The strategic importance of the Maldives location in the Indian Ocean and the fact that it lays in the direct route between the Middle East and the Far East is the main reason why early Arab Traders began stopping in Malé. With the importance of the Maldives as a trading destination, it was a logical step in the Arabs would convert the country to an Islamic Culture.
The start of the sixteenth century marked the arrival of the Portuguese traders to the Maldives. The Portuguese took Malé in 1518 and effectively ruled with a lot of bloodshed in the intervening years until 1573.
In 1887, The Maldives became a British protectorate even thought the British involvement in the Maldives dates back to the late seventeenth century when British trading ships operated under the East India Company. Over the next 150 years, many British ships were ship wrecked over the Maldives which encouraged the British to property map the Maldives during this time.
The Maldives only became completely independent in 1965 with the tourism boom beginning in the early seventies.

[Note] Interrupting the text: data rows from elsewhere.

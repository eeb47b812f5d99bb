//! Durable per-job progress tracking.
//!
//! The store is an append-only JSON-lines log. Every [`ProgressStore::mark`]
//! appends one record and syncs it to disk before returning, so a returned
//! `mark` survives the process being killed immediately afterwards. The latest
//! record for an id wins.
//!
//! ## Storage Layout
//!
//! ```text
//! mdc_generation_progress.jsonl    # one ProgressRecord per line
//! mdc_generation_progress.lock     # advisory lock held while the store is open
//! ```
//!
//! Opening the store compacts the log to one record per id (temp file +
//! rename), which also drops a torn trailing line left by a crash. Lines that
//! fail to parse are skipped with a warning, so any readable subset of records
//! loads.
//!
//! ## Example
//!
//! ```rust,no_run
//! use rulegen_core::{JobId, JobStatus, ProgressStore};
//!
//! let store = ProgressStore::open("progress.jsonl")?;
//! let id = JobId::new("frontend_frameworks/react/react");
//! store.mark(&id, &JobStatus::Succeeded)?;
//! assert!(store.is_done(&id)?);
//! # Ok::<(), rulegen_core::Error>(())
//! ```

use std::collections::HashMap;
use std::fs::{self, File, OpenOptions};
use std::io::{BufRead, BufReader, BufWriter, Write};
use std::path::{Path, PathBuf};
use std::sync::{Mutex, MutexGuard};

use chrono::{DateTime, Utc};
use fs2::FileExt;
use serde::{Deserialize, Serialize};
use tracing::{debug, info, warn};

use crate::job::{JobId, JobStatus};
use crate::{Error, Result};

/// Persisted status of a job.
#[derive(Debug, Clone, Copy, PartialEq, Eq, Hash, Serialize, Deserialize)]
#[serde(rename_all = "snake_case")]
pub enum RecordStatus {
    /// Returned to the queue (not done).
    Pending,
    /// Owned by a worker when last written; treated as pending on reload.
    InProgress,
    /// Completed; never reprocessed.
    Succeeded,
    /// Failed; retried by the next run.
    Failed,
}

impl std::fmt::Display for RecordStatus {
    fn fmt(&self, f: &mut std::fmt::Formatter<'_>) -> std::fmt::Result {
        f.write_str(match self {
            Self::Pending => "pending",
            Self::InProgress => "in_progress",
            Self::Succeeded => "succeeded",
            Self::Failed => "failed",
        })
    }
}

/// One line of the progress log.
#[derive(Debug, Clone, PartialEq, Eq, Serialize, Deserialize)]
#[serde(rename_all = "camelCase")]
pub struct ProgressRecord {
    /// Job identifier.
    pub id: JobId,
    /// Status at `updated_at`.
    pub status: RecordStatus,
    /// Failure reason, for failed jobs.
    #[serde(default, skip_serializing_if = "Option::is_none")]
    pub reason: Option<String>,
    /// When the record was written.
    pub updated_at: DateTime<Utc>,
}

impl ProgressRecord {
    /// Build a record for `status`, timestamped now.
    #[must_use]
    pub fn new(id: JobId, status: &JobStatus) -> Self {
        let (status, reason) = match status {
            JobStatus::Pending => (RecordStatus::Pending, None),
            JobStatus::InProgress => (RecordStatus::InProgress, None),
            JobStatus::Succeeded => (RecordStatus::Succeeded, None),
            JobStatus::Failed(reason) => (RecordStatus::Failed, Some(reason.clone())),
        };
        Self {
            id,
            status,
            reason,
            updated_at: Utc::now(),
        }
    }

    /// Status as seen by a fresh run: interrupted work is pending again.
    #[must_use]
    pub fn resumed_status(&self) -> JobStatus {
        match self.status {
            RecordStatus::Succeeded => JobStatus::Succeeded,
            RecordStatus::Failed => {
                JobStatus::Failed(self.reason.clone().unwrap_or_default())
            },
            RecordStatus::Pending | RecordStatus::InProgress => JobStatus::Pending,
        }
    }
}

/// Counts of records by status.
#[derive(Debug, Clone, Copy, Default, PartialEq, Eq, Serialize)]
#[serde(rename_all = "camelCase")]
pub struct ProgressSummary {
    /// Jobs recorded as succeeded.
    pub succeeded: usize,
    /// Jobs recorded as failed.
    pub failed: usize,
    /// Jobs interrupted while in progress or returned to the queue.
    pub interrupted: usize,
}

impl ProgressSummary {
    /// Total records.
    #[must_use]
    pub const fn total(&self) -> usize {
        self.succeeded + self.failed + self.interrupted
    }
}

struct State {
    log: File,
    records: HashMap<JobId, ProgressRecord>,
    /// Set when a failed append could not be rolled back; the log may end in
    /// a torn line, so further appends are refused until the store reopens.
    broken: Option<String>,
}

/// File operations an append needs to stay all-or-nothing.
trait AppendLog: Write {
    fn len(&self) -> std::io::Result<u64>;
    fn truncate(&mut self, len: u64) -> std::io::Result<()>;
    fn sync(&mut self) -> std::io::Result<()>;
}

impl AppendLog for File {
    fn len(&self) -> std::io::Result<u64> {
        self.metadata().map(|meta| meta.len())
    }

    fn truncate(&mut self, len: u64) -> std::io::Result<()> {
        self.set_len(len)
    }

    fn sync(&mut self) -> std::io::Result<()> {
        self.sync_data()
    }
}

/// Append `line` and sync it. On failure the log is cut back to its previous
/// length; if that also fails the error says so and the log is left torn.
fn append_synced(log: &mut impl AppendLog, line: &[u8]) -> std::result::Result<(), AppendError> {
    let before = log.len().map_err(AppendError::Clean)?;
    let Err(err) = log.write_all(line).and_then(|()| log.sync()) else {
        return Ok(());
    };
    match log.truncate(before).and_then(|()| log.sync()) {
        Ok(()) => Err(AppendError::Clean(err)),
        Err(rollback) => Err(AppendError::Torn { err, rollback }),
    }
}

#[derive(Debug)]
enum AppendError {
    /// Nothing of the record remains in the log.
    Clean(std::io::Error),
    /// Part of the record may remain in the log.
    Torn {
        err: std::io::Error,
        rollback: std::io::Error,
    },
}

/// Append-only, crash-consistent progress store.
///
/// ## Thread Safety
///
/// `mark` calls from concurrent workers are serialized by an internal mutex;
/// a second process opening the same store fails fast on the advisory lock.
pub struct ProgressStore {
    path: PathBuf,
    state: Mutex<State>,
    _lock: File,
}

impl std::fmt::Debug for ProgressStore {
    fn fmt(&self, f: &mut std::fmt::Formatter<'_>) -> std::fmt::Result {
        f.debug_struct("ProgressStore")
            .field("path", &self.path)
            .finish_non_exhaustive()
    }
}

impl ProgressStore {
    /// Open (or create) the store at `path`, taking its advisory lock and
    /// compacting the log.
    pub fn open(path: impl AsRef<Path>) -> Result<Self> {
        let path = path.as_ref().to_path_buf();
        if let Some(parent) = path.parent().filter(|p| !p.as_os_str().is_empty()) {
            fs::create_dir_all(parent).map_err(|e| {
                Error::Storage(format!("Failed to create progress directory: {e}"))
            })?;
        }

        let lock_path = path.with_extension("lock");
        let lock = OpenOptions::new()
            .create(true)
            .truncate(false)
            .read(true)
            .write(true)
            .open(&lock_path)
            .map_err(|e| Error::Storage(format!("Failed to open progress lock: {e}")))?;
        lock.try_lock_exclusive().map_err(|_| {
            Error::Storage(format!(
                "progress store {} is in use by another process",
                path.display()
            ))
        })?;

        let records = Self::load_records(&path)?;
        write_compacted(&path, &records)?;
        info!(
            "Loaded {} progress records from {}",
            records.len(),
            path.display()
        );

        let log = OpenOptions::new()
            .create(true)
            .append(true)
            .open(&path)
            .map_err(|e| Error::Storage(format!("Failed to open progress log: {e}")))?;

        Ok(Self {
            path,
            state: Mutex::new(State {
                log,
                records,
                broken: None,
            }),
            _lock: lock,
        })
    }

    /// Read the records at `path` without locking or compacting.
    ///
    /// A missing file yields an empty map.
    pub fn load_records(path: &Path) -> Result<HashMap<JobId, ProgressRecord>> {
        let file = match File::open(path) {
            Ok(file) => file,
            Err(err) if err.kind() == std::io::ErrorKind::NotFound => return Ok(HashMap::new()),
            Err(err) => {
                return Err(Error::Storage(format!(
                    "Failed to read progress log {}: {err}",
                    path.display()
                )));
            },
        };

        let mut records = HashMap::new();
        for (line_no, line) in BufReader::new(file).lines().enumerate() {
            let raw = match line {
                Ok(raw) => raw,
                Err(err) => {
                    warn!("stopping progress log read at line {}: {err}", line_no + 1);
                    break;
                },
            };
            if raw.trim().is_empty() {
                continue;
            }
            match serde_json::from_str::<ProgressRecord>(&raw) {
                Ok(record) => {
                    records.insert(record.id.clone(), record);
                },
                Err(err) => warn!("skipping unreadable progress record on line {}: {err}", line_no + 1),
            }
        }
        Ok(records)
    }

    /// Path of the log file.
    #[must_use]
    pub fn path(&self) -> &Path {
        &self.path
    }

    /// Whether `id` has succeeded.
    pub fn is_done(&self, id: &JobId) -> Result<bool> {
        Ok(self
            .state()?
            .records
            .get(id)
            .is_some_and(|record| record.status == RecordStatus::Succeeded))
    }

    /// Latest record for `id`.
    pub fn get(&self, id: &JobId) -> Result<Option<ProgressRecord>> {
        Ok(self.state()?.records.get(id).cloned())
    }

    /// Durably record `status` for `id`.
    ///
    /// Returns only after the record has been synced to disk.
    pub fn mark(&self, id: &JobId, status: &JobStatus) -> Result<()> {
        let record = ProgressRecord::new(id.clone(), status);
        let mut line = serde_json::to_vec(&record)
            .map_err(|e| Error::Storage(format!("Failed to serialize progress record: {e}")))?;
        line.push(b'\n');

        let mut state = self.state()?;
        if let Some(reason) = &state.broken {
            return Err(Error::Storage(format!(
                "progress log is unusable after an earlier write failure ({reason}); reopen the store"
            )));
        }
        match append_synced(&mut state.log, &line) {
            Ok(()) => {},
            Err(AppendError::Clean(err)) => {
                return Err(Error::Storage(format!(
                    "Failed to append progress record: {err}"
                )));
            },
            Err(AppendError::Torn { err, rollback }) => {
                state.broken = Some(format!("{err}; rollback failed: {rollback}"));
                return Err(Error::Storage(format!(
                    "Failed to append progress record: {err} (rollback failed: {rollback})"
                )));
            },
        }
        state.records.insert(record.id.clone(), record);
        drop(state);

        debug!(job = %id, status = %status, "progress recorded");
        Ok(())
    }

    /// Snapshot of every record, keyed by id.
    pub fn load_all(&self) -> Result<HashMap<JobId, ProgressRecord>> {
        Ok(self.state()?.records.clone())
    }

    /// Count records by status.
    pub fn summary(&self) -> Result<ProgressSummary> {
        Ok(summarize(self.state()?.records.values()))
    }

    /// Remove records so the next run retries those jobs.
    ///
    /// With `failed_only`, succeeded records are kept. Returns the number of
    /// records removed.
    pub fn reset(&self, failed_only: bool) -> Result<usize> {
        let mut state = self.state()?;
        let before = state.records.len();
        if failed_only {
            state
                .records
                .retain(|_, record| record.status == RecordStatus::Succeeded);
        } else {
            state.records.clear();
        }
        let removed = before - state.records.len();

        write_compacted(&self.path, &state.records)?;
        state.log = OpenOptions::new()
            .append(true)
            .open(&self.path)
            .map_err(|e| Error::Storage(format!("Failed to reopen progress log: {e}")))?;
        state.broken = None;
        drop(state);

        info!("Removed {removed} progress records");
        Ok(removed)
    }

    fn state(&self) -> Result<MutexGuard<'_, State>> {
        self.state
            .lock()
            .map_err(|_| Error::Storage("progress store mutex poisoned".to_string()))
    }
}

/// Count records by status.
pub fn summarize<'a>(records: impl IntoIterator<Item = &'a ProgressRecord>) -> ProgressSummary {
    let mut summary = ProgressSummary::default();
    for record in records {
        match record.status {
            RecordStatus::Succeeded => summary.succeeded += 1,
            RecordStatus::Failed => summary.failed += 1,
            RecordStatus::Pending | RecordStatus::InProgress => summary.interrupted += 1,
        }
    }
    summary
}

fn write_compacted(path: &Path, records: &HashMap<JobId, ProgressRecord>) -> Result<()> {
    let tmp_path = path.with_extension("jsonl.tmp");
    let mut ordered: Vec<&ProgressRecord> = records.values().collect();
    ordered.sort_by(|a, b| a.id.cmp(&b.id));

    let tmp = File::create(&tmp_path)
        .map_err(|e| Error::Storage(format!("Failed to create compacted progress log: {e}")))?;
    let mut buf = BufWriter::new(tmp);
    for record in ordered {
        serde_json::to_writer(&mut buf, record)?;
        buf.write_all(b"\n")?;
    }
    let file = buf
        .into_inner()
        .map_err(|e| Error::Storage(format!("Failed to flush compacted progress log: {e}")))?;
    file.sync_all()?;
    drop(file);

    #[cfg(target_os = "windows")]
    if path.exists() {
        fs::remove_file(path)
            .map_err(|e| Error::Storage(format!("Failed to replace progress log: {e}")))?;
    }

    if let Err(err) = fs::rename(&tmp_path, path) {
        let _ = fs::remove_file(&tmp_path);
        return Err(Error::Storage(format!(
            "Failed to commit compacted progress log: {err}"
        )));
    }

    #[cfg(unix)]
    if let Some(parent) = path.parent().filter(|p| !p.as_os_str().is_empty()) {
        if let Ok(dir) = File::open(parent) {
            let _ = dir.sync_all();
        }
    }
    Ok(())
}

Today, the Maldives relies heavily on tourism and an expanding fishing industry. The Maldives today has a total population of 328,536 and inhabits 192 of the 1192 islands. Of these, 105 of them are resorts and the rest are occupied by locals. Outside the capital of Malé, the local islanders have benefited from better access to hospitals on the various atolls as well as a steady supply of electricity and the installation of a very reliable mobile phone network.